OTTAWA, March 1 (Xinhua) -- Canada's current account deficit, on a seasonally adjusted basis, decreased 3.2 billion Canadian dollars (about 2.52 billion U.S. dollars) to 7.3 billion Canadian dollars in the fourth quarter of 2020, according to Statistics Canada on Monday.
This decrease was due to a higher investment income surplus and a lower trade in goods and services deficit.
Investment income receipts were up in the fourth quarter after three consecutive quarterly reductions, while payments were down for the fourth quarter in a row.
At the same time, the trade in goods deficit edged down but remained high historically, while the trade in services balance continued to record an unusual surplus position.

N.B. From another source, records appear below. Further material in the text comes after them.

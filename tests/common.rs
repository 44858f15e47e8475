use std::{
    env,
    fs::{self, File},
    io::{self, BufReader},
    path::{Path, PathBuf},
};

use ndarray::Array2;
use rnanorm::{matrix, CountMatrix};

pub const COUNTS_SRC: &str = "tests/fixtures/counts.csv";
pub const ANNOTATIONS_SRC: &str = "tests/fixtures/annotations.gtf";
pub const GENE_LENGTHS_SRC: &str = "tests/fixtures/gene_lengths.csv";

/// Creates an empty working directory unique to `name`.
pub fn working_prefix(name: &str) -> io::Result<PathBuf> {
    let prefix = env::temp_dir().join(format!("rnanorm-{name}"));

    if prefix.exists() {
        fs::remove_dir_all(&prefix)?;
    }

    fs::create_dir_all(&prefix)?;

    Ok(prefix)
}

pub fn read_matrix<P>(src: P) -> anyhow::Result<CountMatrix>
where
    P: AsRef<Path>,
{
    let reader = File::open(src).map(BufReader::new)?;
    let matrix = matrix::read(reader)?;
    Ok(matrix)
}

pub fn assert_values_approx_eq(actual: &CountMatrix, expected: &Array2<f64>) {
    assert_eq!(actual.values().dim(), expected.dim());

    for (a, b) in actual.values().iter().zip(expected) {
        assert!((a - b).abs() <= 1e-6 * b.abs().max(1.0), "{a} != {b}");
    }
}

In the financial account, inflows of funds from abroad to finance the current account deficit came primarily from transactions in currency and deposits.
Overall, foreign holdings of these instruments in Canada increased considerably over the quarter.
Meanwhile, portfolio and direct investment activity both generated a net outflow of funds from the economy. Strong Canadian acquisitions of foreign shares combined with weak foreign direct investment activity in Canada relative to Canadian direct investment abroad contributed to the net outflow of funds in the quarter.
For 2020, the COVID-19 pandemic and all related measures put in place to stem its spread and support Canadian businesses and households had a major impact on the balance of payments flows, both in the current and financial accounts.
The current account deficit dropped 4.7 billion Canadian dollars to 42.7 billion Canadian dollars in 2020.
The investment income account was the major contributor to this decline. Its balance moving from a deficit of 2.2 billion Canadian dollars in 2019 to a surplus of 10.1 billion Canadian dollars in 2020.